Thanks for these stories. Informative and entertaining. And to some degree absurd. The weapon’s of this war is really wild. But I am still sortnof disappointed that the T34 doesn’t have a comeback:-) Seems to be limits.
Thanks for the kind words raoul. I also have a YouTube channel if you like your Ukraine War news in video form. But you have to look at my face the whole time lol https://www.youtube.com/@WesODonnellX
When Russia's invasion of Ukraine finally ends, however that happens, all the customers of the US military-industrial complex may well become former customers - pivoting instead to the Ukrainians and anyone else who shows the same grit in producing effective weapons on the cheap. If Lockheed, Raytheon, General Dynamics and the rest don't radically change their culture, they're in big trouble.
Greed got all the big primes Scrooge McDuck-sized money vaults over the past three decades. Like you said, Ukraine just proved that the future is cheap and high volume.
The post-World War II era established the big-dollar US MIC. It has seen its day. For decades, the world thought it was a safe bet to let the USA dominate weapons research and production. A lot of nations are growing up as a result of Trump - one of the unexpected outcomes of his tragic destruction of the America's national government.
Huh? Biden was president for the first 35 months of this war.
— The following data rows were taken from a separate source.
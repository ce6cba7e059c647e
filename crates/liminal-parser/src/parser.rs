//! Core parser infrastructure: token cursor and error helpers.

use liminal_lexer::{Token, TokenKind};
use liminal_types::ast::Program;
use liminal_types::{ExitStatus, Span, VmConfig, VmError, Warning};

/// The recursive-descent parser.
///
/// Consumes a token stream produced by the lexer and builds an AST.
/// Fails fast: the first violation aborts with a structured error and no
/// partial AST is returned.
pub struct Parser<'cfg> {
    tokens: Vec<Token>,
    pos: usize,
    pub(crate) config: &'cfg VmConfig,
    /// Current block nesting depth; the phase body is depth 1.
    pub(crate) depth: u32,
    /// Non-fatal diagnostics (duplicate phase names).
    pub(crate) warnings: Vec<Warning>,
}

/// A successfully parsed program plus its warnings.
#[derive(Debug, Clone, PartialEq)]
pub struct ParseOutcome {
    pub program: Program,
    pub warnings: Vec<Warning>,
}

impl<'cfg> Parser<'cfg> {
    pub fn new(tokens: Vec<Token>, config: &'cfg VmConfig) -> Self {
        Self {
            tokens,
            pos: 0,
            config,
            depth: 0,
            warnings: Vec::new(),
        }
    }

    /// Parse the token stream into a [`ParseOutcome`].
    pub fn parse(mut self) -> Result<ParseOutcome, VmError> {
        let program = self.parse_program()?;
        Ok(ParseOutcome {
            program,
            warnings: self.warnings,
        })
    }

    // ── Token cursor ──────────────────────────────────────────────────────

    /// Returns the current token without advancing.
    pub(crate) fn peek(&self) -> &Token {
        self.tokens.get(self.pos).unwrap_or_else(|| {
            self.tokens
                .last()
                .expect("token stream should end with Eof")
        })
    }

    pub(crate) fn peek_kind(&self) -> &TokenKind {
        &self.peek().kind
    }

    /// Advance the cursor by one and return the consumed token.
    pub(crate) fn advance(&mut self) -> Token {
        let token = self.peek().clone();
        if self.pos < self.tokens.len() {
            self.pos += 1;
        }
        token
    }

    pub(crate) fn current_span(&self) -> Span {
        self.peek().span
    }

    pub(crate) fn at_end(&self) -> bool {
        matches!(self.peek_kind(), TokenKind::Eof)
    }

    /// Consume the expected token kind or fail with `ERR_PARSE`.
    pub(crate) fn expect(&mut self, expected: &TokenKind) -> Result<Token, VmError> {
        if self.peek_kind() == expected {
            Ok(self.advance())
        } else {
            Err(self.error(
                ExitStatus::ErrParse,
                format!("expected '{expected}', got '{}'", self.peek_kind()),
            ))
        }
    }

    // ── Errors ────────────────────────────────────────────────────────────

    /// Build an error anchored at the current token.
    pub(crate) fn error(&self, status: ExitStatus, message: impl Into<String>) -> VmError {
        VmError::at(status, message, self.current_span())
    }
}
//! liminal — command-line driver for the liminal VM.
//!
//! Usage:
//!   liminal run program.lmn [--trace] [--json] [--max-ops N] [--max-stack N]
//!   liminal check program.lmn [--dump-ast]
//!
//! Exit codes: 0 for `COMPLETE`/`HALTED` (or a clean check), 1 for any
//! other status, 2 for driver failures (unreadable file, encoding).

use clap::{Parser, Subcommand};
use liminal_types::VmConfig;
use liminal_vm::RunResult;
use std::fs;
use std::path::PathBuf;
use std::process::ExitCode;
use thiserror::Error;
use tracing::{error, warn};
use tracing_subscriber::{fmt, EnvFilter};

#[derive(Parser, Debug)]
#[command(name = "liminal")]
#[command(about = "Execute deterministic phase programs", version)]
struct Cli {
    #[command(subcommand)]
    command: Command,
}

#[derive(Subcommand, Debug)]
enum Command {
    /// Execute a program and print the result record
    Run {
        /// Path to the program file
        file: PathBuf,

        /// Record WITNESS checkpoints in the result
        #[arg(long)]
        trace: bool,

        /// Emit the result record as JSON
        #[arg(long)]
        json: bool,

        /// Operation budget
        #[arg(long, default_value_t = 100_000)]
        max_ops: u64,

        /// Maximum stack depth
        #[arg(long, default_value_t = 256)]
        max_stack: usize,

        /// Maximum SATURATE iterations
        #[arg(long, default_value_t = 1_000)]
        max_saturate: u64,

        /// Maximum number of bindings
        #[arg(long, default_value_t = 1_024)]
        max_bindings: usize,
    },
    /// Validate a program without executing it
    Check {
        /// Path to the program file
        file: PathBuf,

        /// Dump the parsed AST as JSON
        #[arg(long)]
        dump_ast: bool,
    },
}

/// Driver-level failures, distinct from program statuses.
#[derive(Debug, Error)]
enum CliError {
    #[error("failed to read {path}: {source}")]
    ReadSource {
        path: PathBuf,
        #[source]
        source: std::io::Error,
    },
    #[error("failed to encode output: {0}")]
    Encode(#[from] serde_json::Error),
}

fn main() -> ExitCode {
    init_logging();
    match dispatch(Cli::parse()) {
        Ok(code) => code,
        Err(err) => {
            error!("{err}");
            ExitCode::from(2)
        }
    }
}

fn init_logging() {
    let filter = EnvFilter::try_from_default_env().unwrap_or_else(|_| EnvFilter::new("info"));
    fmt().with_env_filter(filter).with_target(false).init();
}

fn dispatch(cli: Cli) -> Result<ExitCode, CliError> {
    match cli.command {
        Command::Run {
            file,
            trace,
            json,
            max_ops,
            max_stack,
            max_saturate,
            max_bindings,
        } => {
            let source = read_source(&file)?;
            let config = VmConfig {
                max_ops,
                max_stack,
                max_saturate,
                max_bindings,
                trace_enabled: trace,
                ..VmConfig::default()
            };
            let result = liminal_vm::run(&source, &config);
            if json {
                println!("{}", serde_json::to_string_pretty(&result)?);
            } else {
                print_result(&result);
            }
            Ok(if result.is_success() {
                ExitCode::SUCCESS
            } else {
                ExitCode::FAILURE
            })
        }
        Command::Check { file, dump_ast } => {
            let source = read_source(&file)?;
            match liminal_vm::check(&source, &VmConfig::default()) {
                Ok(report) => {
                    for warning in &report.warnings {
                        warn!("{warning}");
                    }
                    println!("{} is valid", file.display());
                    if dump_ast {
                        println!("{}", serde_json::to_string_pretty(&report.program)?);
                    }
                    Ok(ExitCode::SUCCESS)
                }
                Err(err) => {
                    eprintln!("{err}");
                    Ok(ExitCode::FAILURE)
                }
            }
        }
    }
}

fn read_source(path: &PathBuf) -> Result<String, CliError> {
    fs::read_to_string(path).map_err(|source| CliError::ReadSource {
        path: path.clone(),
        source,
    })
}

fn print_result(result: &RunResult) {
    println!("status: {}", result.status);
    if let Some(message) = &result.message {
        println!("reason: {message}");
    }
    if let Some(phase) = &result.phase_name {
        println!("phase: {phase}");
    }
    println!("phases entered: {}", result.phases_entered);
    println!("operations: {}", result.op_count);
    for warning in &result.warnings {
        println!("{warning}");
    }
    println!("stack ({}): {:?}", result.final_stack.len(), result.final_stack);
    println!("bindings ({}): {:?}", result.final_bindings.len(), result.final_bindings);
    if let Some(trace) = &result.trace {
        println!("trace ({} checkpoints):", trace.len());
        for (i, cp) in trace.iter().enumerate() {
            println!(
                "  [{}] phase {}, op {}: stack {:?}, bindings {:?}",
                i + 1,
                cp.phase_name,
                cp.op_count,
                cp.stack,
                cp.bindings
            );
        }
    }
}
His DoD didn’t prioritize innovative American drone manufacturing at all. DoD slowrolled and stalled smaller companies who worked with Ukrainian end users to build the exact drones they were asking for, and then cancelled contracts, all because they were waiting for the Primes to offer overpriced solutions.
You might want to consider, Mediocre, that no one had much sense of how impactful drones would be until the last couple of years. And the Pentagon / MIC wouldn't know what to do with the whole small-is-better weapons strategy that has only recently redefined warfare. Did Biden slow-walk weapons to Ukraine? Yes, but it wasn't his fault that the US didn't get into drone manufacturing sooner - the American perspective just would allow for it. And I fear we still haven't moved very quickly on that idea.
A small company I consulted for in early 2023 had U.S. Army SOCOM units and the 82nd Airborne clamoring for the drones they demonstrated. The field grade officers and enlisted end-users knew exactly why they needed these drones ASAP. The ones who had advised in Ukraine had already spread the gospel and there was full buy-in from the ground-level troops. There was already a network of smaller aspiring defense contractors and ex-CIA field officers who were advocating for the U.S. military to go hard into the pivot towards small, cheap, and lethal disposable drones in 2022.
It was the procurement generals and DoD bureaucrats, all angling for board seats or senior positions at one of the big 5 prime contractors, who dragged their feet and pretended that they needed to study the issue. They were just buying time for the primes to slowly develop overpriced solutions, while continuing to insist we push big ticket items to Ukraine.
The U.S. Army, or at least the guys who'd actually be fighting in future conflicts, understood very early.
There's not really any excuse for the Biden admin other than that there was no one anywhere near him or his advisors that understood anything about the conflicts they were committing the U.S. to supporting. For supposedly being a foreign policy guy, Biden was a dumb son of a bitch who never bothered to bring on competent military advisors who might have actually told him what the military needed to accomplish his foreign policy goals.
That's one of the reasons Trump chose Hegseth as SecWar/SecDef. Hegseth actually has his ear to the ground because he never rose into the oxygen-starved heights of the Pentagon and DoD bureaucracies that seem to deprive our top officials and generals of the ability to move fast when they have an extremely compelling reason to do so.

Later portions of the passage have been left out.